June 5, 2008

Beautiful Day

I used to hate mornings... But today, it's all different. I woke up, got out of bed, washed up, and got ready to go. Had to chase down the subway train... twice. But, as I got out of the tube, I had a moment I'll always remember.

Going up the escalator, fate conspired with my ipod, and shuffled in this track. A smirk came on my face. Sunlight blinded me for a split second, and as I breathed in the air, I just stood there and stared. I stared long and hard at a tree. Yes, at a tree. It was all green,... the kind of green you can rarely see on a plant for more than one day. The leaves were rustling in the wind, mixing their colors, and spreading the smell of lime. It was splendid. No cloud was in sight, just glaring sunlight, and the green of the tree, and the grass under it. As I regained my senses, for I'd lost them for the briefest of moments, mixed up in the instant, I could hear birds singing, and if I tensed hard enough, I thought I could even hear their wings flutter. I just felt like spreading my arms out, and taking all of this in. So what if people stare? They don't know, nor do they care to understand. And I have no time to explain. I just need time to enjoy each moment like this in my own way. It's summer. I've been waiting for this for so long. The end of spring brings new life to nature, and so will it to me.

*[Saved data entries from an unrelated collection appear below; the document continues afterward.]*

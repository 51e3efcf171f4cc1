//! The end-to-end RUL pipelines. Every pipeline validates its configuration
//! and loads all of its data before the first epoch runs.

use std::path::Path;

use log::info;

use crate::config::{DataConfig, FieldSource, OutputConfig, RunConfig};
use crate::data::dataset::Dataset;
use crate::data::images::{load_images, ImageTensor};
use crate::data::provider::{load_sequences, load_targets};
use crate::error::{Error, Result};
use crate::layers::Mode;
use crate::math::matrix::Matrix;
use crate::model::backbone::Backbone;
use crate::model::fusion::FusionHead;
use crate::model::hybrid::{HybridModel, HybridSample};
use crate::model::image::ImageBranch;
use crate::model::recurrent::RecurrentBranch;
use crate::model::regressor::Regressor;
use crate::model::state_dict::StateDict;
use crate::report::{save_history, save_loss_curve};
use crate::train::epoch_stats::{EpochStats, ValidStats};
use crate::train::trainer::{test_model, TrainOutcome, Trainer};

/// Train and test split of one input kind.
pub struct Splits<I> {
    pub train: Dataset<I>,
    pub test: Dataset<I>,
}

/// Result of the hybrid stage. Frozen branches train the fusion head on
/// precomputed features; fine-tuning trains the whole hybrid model.
#[derive(Debug)]
pub enum HybridOutcome {
    Frozen(TrainOutcome<FusionHead>),
    FineTuned(TrainOutcome<HybridModel>),
}

impl HybridOutcome {
    pub fn test(&self) -> &ValidStats {
        match self {
            HybridOutcome::Frozen(o) => &o.test,
            HybridOutcome::FineTuned(o) => &o.test,
        }
    }

    pub fn history(&self) -> &[EpochStats] {
        match self {
            HybridOutcome::Frozen(o) => &o.history,
            HybridOutcome::FineTuned(o) => &o.history,
        }
    }

    pub fn best_epoch(&self) -> usize {
        match self {
            HybridOutcome::Frozen(o) => o.best_epoch,
            HybridOutcome::FineTuned(o) => o.best_epoch,
        }
    }
}

// ---------------------------------------------------------------------------
// Data loading
// ---------------------------------------------------------------------------

/// Sensor histories as `L x F` matrices paired with their RUL targets.
pub fn load_sequence_splits(data: &DataConfig) -> Result<Splits<Matrix>> {
    let load = |seq: &FieldSource, rul: &FieldSource| -> Result<Dataset<Matrix>> {
        let sequences = load_sequences(&seq.path, &seq.field)?.sequences()?;
        let targets = load_targets(&rul.path, &rul.field)?;
        Dataset::new(sequences, targets)
    };
    let splits = Splits {
        train: load(&data.train_sequences, &data.train_rul)?,
        test: load(&data.test_sequences, &data.test_rul)?,
    };
    info!("loaded {} training and {} test sequences", splits.train.len(), splits.test.len());
    Ok(splits)
}

/// Normalised image stacks paired with their RUL targets.
pub fn load_image_splits(data: &DataConfig) -> Result<Splits<ImageTensor>> {
    let splits = Splits {
        train: Dataset::new(
            load_images(&data.train_images, data.image_size)?,
            load_targets(&data.train_image_rul.path, &data.train_image_rul.field)?,
        )?,
        test: Dataset::new(
            load_images(&data.test_images, data.image_size)?,
            load_targets(&data.test_image_rul.path, &data.test_image_rul.field)?,
        )?,
    };
    info!("loaded {} training and {} test images", splits.train.len(), splits.test.len());
    Ok(splits)
}

fn check_sequences(branch: &RecurrentBranch, splits: &Splits<Matrix>) -> Result<()> {
    for seq in splits.train.inputs().iter().chain(splits.test.inputs()) {
        branch.check_input(seq)?;
    }
    Ok(())
}

fn sequence_len(splits: &Splits<Matrix>) -> Result<usize> {
    splits.train.inputs().first()
        .map(|m| m.rows)
        .ok_or_else(|| Error::Data("training sequences are empty".into()))
}

fn build_backbone(config: &RunConfig) -> Result<Backbone> {
    let kind = config.backbone_kind()?;
    match &config.backbone_weights {
        Some(path) => Backbone::load(kind, path),
        None => Ok(Backbone::new(kind)),
    }
}

fn write_reports(stage: &str, outputs: &OutputConfig, history: &[EpochStats]) -> Result<()> {
    let Some(dir) = &outputs.report_dir else {
        return Ok(());
    };
    let train: Vec<f64> = history.iter().map(|s| s.train.loss).collect();
    let val: Vec<f64> = history.iter().map(|s| s.valid.loss).collect();
    save_loss_curve(dir.join(format!("{}_loss.svg", stage)), &train, &val)?;
    save_history(dir.join(format!("{}_history.json", stage)), history)?;
    info!("{} reports written to {}", stage, dir.display());
    Ok(())
}

fn save_model<M: Regressor>(model: &M, dir: &Path, name: &str) -> Result<()> {
    let path = dir.join(name);
    model.state_dict().save_json(&path)?;
    info!("model saved to {}", path.display());
    Ok(())
}

// ---------------------------------------------------------------------------
// Pipelines
// ---------------------------------------------------------------------------

/// Trains the recurrent branch alone on the sensor histories.
pub fn pretrain_recurrent(config: &RunConfig) -> Result<TrainOutcome<RecurrentBranch>> {
    config.validate()?;
    config.pretrain.device.resolve()?;
    let splits = load_sequence_splits(&config.data)?;
    run_pretraining(config, &splits)
}

fn run_pretraining(config: &RunConfig, splits: &Splits<Matrix>) -> Result<TrainOutcome<RecurrentBranch>> {
    let branch = RecurrentBranch::new(sequence_len(splits)?, &config.recurrent)?;
    check_sequences(&branch, splits)?;

    info!("pretraining recurrent branch");
    let outcome = Trainer::new(branch, config.pretrain.clone())?.fit(&splits.train, &splits.test)?;
    write_reports("recurrent", &config.outputs, &outcome.history)?;
    save_model(&outcome.model, &config.outputs.model_dir, "recurrent.json")?;
    Ok(outcome)
}

/// Trains the regression head of the image branch over a frozen backbone.
pub fn train_image_branch(config: &RunConfig) -> Result<TrainOutcome<ImageBranch>> {
    config.validate()?;
    config.image_train.device.resolve()?;
    let backbone = build_backbone(config)?;
    let splits = load_image_splits(&config.data)?;

    let kind = backbone.kind();
    info!("training image branch on {}", kind);
    let branch = ImageBranch::new(backbone, config.seed);
    let mut outcome = Trainer::new(branch, config.image_train.clone())?.fit(&splits.train, &splits.test)?;

    let test = test_model(&mut outcome.model, &splits.test);
    info!(
        "{} test: loss {:.4} | accuracy {:.2}% | mae {:.3} | rmse {:.3}",
        kind, test.loss, test.accuracy, test.mae, test.rmse
    );
    write_reports(&format!("image_{}", kind), &config.outputs, &outcome.history)?;
    save_model(&outcome.model, &config.outputs.model_dir, &format!("image_{}.json", kind))?;
    Ok(outcome)
}

/// Fuses the recurrent and image embeddings and trains the fusion head.
///
/// Sequences and images are paired by index and use the sequence RUL targets,
/// so both sources must hold the same number of samples.
pub fn train_hybrid(config: &RunConfig) -> Result<HybridOutcome> {
    config.validate()?;
    config.hybrid_train.device.resolve()?;
    let backbone = build_backbone(config)?;
    let sequences = load_sequence_splits(&config.data)?;
    let images = load_image_splits(&config.data)?;
    let pair = |seq: &Dataset<Matrix>, img: &Dataset<ImageTensor>| -> Result<Dataset<HybridSample>> {
        if seq.len() != img.len() {
            return Err(Error::Data(format!(
                "{} sequences cannot be paired with {} images",
                seq.len(),
                img.len()
            )));
        }
        let samples = seq.inputs().iter().zip(img.inputs())
            .map(|(s, i)| HybridSample { sequence: s.clone(), image: i.clone() })
            .collect();
        Dataset::new(samples, seq.targets().to_vec())
    };
    let train = pair(&sequences.train, &images.train)?;
    let test = pair(&sequences.test, &images.test)?;

    let recurrent = match &config.pretrained_recurrent {
        Some(path) => {
            let mut branch = RecurrentBranch::new(sequence_len(&sequences)?, &config.recurrent)?;
            check_sequences(&branch, &sequences)?;
            let state = StateDict::load_json(path)
                .map_err(|e| Error::data_at(path, format!("cannot read recurrent weights: {}", e)))?;
            branch.load_state_dict(&state).map_err(|e| Error::data_at(path, e))?;
            info!("recurrent branch loaded from {}", path.display());
            branch
        }
        None => run_pretraining(config, &sequences)?.model,
    };

    let mut hybrid = HybridModel::new(
        recurrent,
        ImageBranch::new(backbone, config.seed),
        &config.fusion_units,
        config.seed,
        config.fine_tune_recurrent,
    )?;

    if config.fine_tune_recurrent {
        let outcome = Trainer::new(hybrid, config.hybrid_train.clone())?.fit(&train, &test)?;
        write_reports("hybrid", &config.outputs, &outcome.history)?;
        save_model(&outcome.model, &config.outputs.model_dir, "hybrid.json")?;
        return Ok(HybridOutcome::FineTuned(outcome));
    }

    info!("computing fused features for {} + {} samples", train.len(), test.len());
    let fused_train = train.map_inputs(|s| hybrid.features(s, Mode::Eval));
    let fused_test = test.map_inputs(|s| hybrid.features(s, Mode::Eval));
    let head = hybrid.head().clone();
    let outcome = Trainer::new(head, config.hybrid_train.clone())?.fit(&fused_train, &fused_test)?;
    write_reports("hybrid", &config.outputs, &outcome.history)?;
    save_model(&outcome.model, &config.outputs.model_dir, "fusion_head.json")?;
    Ok(HybridOutcome::Frozen(outcome))
}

This summer will be a new begining, the start of a new life. With good, with bad, I'm still living out my dream, and I won't let anybody or anything stand in the way of that. I've made up my mind. Learning to let go was something I should have perhaps done long ago. Now, I just had to. And just about now, it all started actually feeling good. I've been alone for most of my life, and somehow, I know this is for the best. I know it'll all be fine, and just like the lime tree, I'll grow again, and again, and birds will always sing for me, and the sun will always shine inside my heart.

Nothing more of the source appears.